─── Recorded data

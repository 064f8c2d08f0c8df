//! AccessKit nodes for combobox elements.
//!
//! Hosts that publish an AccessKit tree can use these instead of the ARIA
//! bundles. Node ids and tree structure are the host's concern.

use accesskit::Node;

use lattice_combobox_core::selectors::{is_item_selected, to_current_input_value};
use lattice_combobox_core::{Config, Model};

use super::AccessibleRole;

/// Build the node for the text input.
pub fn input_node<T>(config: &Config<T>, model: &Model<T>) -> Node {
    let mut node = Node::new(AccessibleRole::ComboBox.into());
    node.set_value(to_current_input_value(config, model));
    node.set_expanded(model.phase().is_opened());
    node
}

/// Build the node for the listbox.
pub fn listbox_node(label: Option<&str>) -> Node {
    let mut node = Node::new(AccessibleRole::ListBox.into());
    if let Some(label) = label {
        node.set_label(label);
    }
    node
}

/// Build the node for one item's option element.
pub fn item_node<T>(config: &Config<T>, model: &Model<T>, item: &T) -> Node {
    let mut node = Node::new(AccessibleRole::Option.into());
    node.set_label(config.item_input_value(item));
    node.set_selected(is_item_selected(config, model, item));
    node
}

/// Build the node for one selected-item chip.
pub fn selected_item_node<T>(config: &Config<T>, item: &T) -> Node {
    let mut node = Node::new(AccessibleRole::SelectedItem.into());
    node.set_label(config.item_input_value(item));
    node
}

──────

> **What is required**
Nothing but the lines from the one that contains "the text input." to the end of the listing should be given again, each exactly as it appears.

> **Answer box**
/// Build the node for the text input.
pub fn input_node<T>(config: &Config<T>, model: &Model<T>) -> Node {
    let mut node = Node::new(AccessibleRole::ComboBox.into());
    node.set_value(to_current_input_value(config, model));
    node.set_expanded(model.phase().is_opened());
    node
}

/// Build the node for the listbox.
pub fn listbox_node(label: Option<&str>) -> Node {
    let mut node = Node::new(AccessibleRole::ListBox.into());
    if let Some(label) = label {
        node.set_label(label);
    }
    node
}

/// Build the node for one item's option element.
pub fn item_node<T>(config: &Config<T>, model: &Model<T>, item: &T) -> Node {
    let mut node = Node::new(AccessibleRole::Option.into());
    node.set_label(config.item_input_value(item));
    node.set_selected(is_item_selected(config, model, item));
    node
}

/// Build the node for one selected-item chip.
pub fn selected_item_node<T>(config: &Config<T>, item: &T) -> Node {
    let mut node = Node::new(AccessibleRole::SelectedItem.into());
    node.set_label(config.item_input_value(item));
    node
}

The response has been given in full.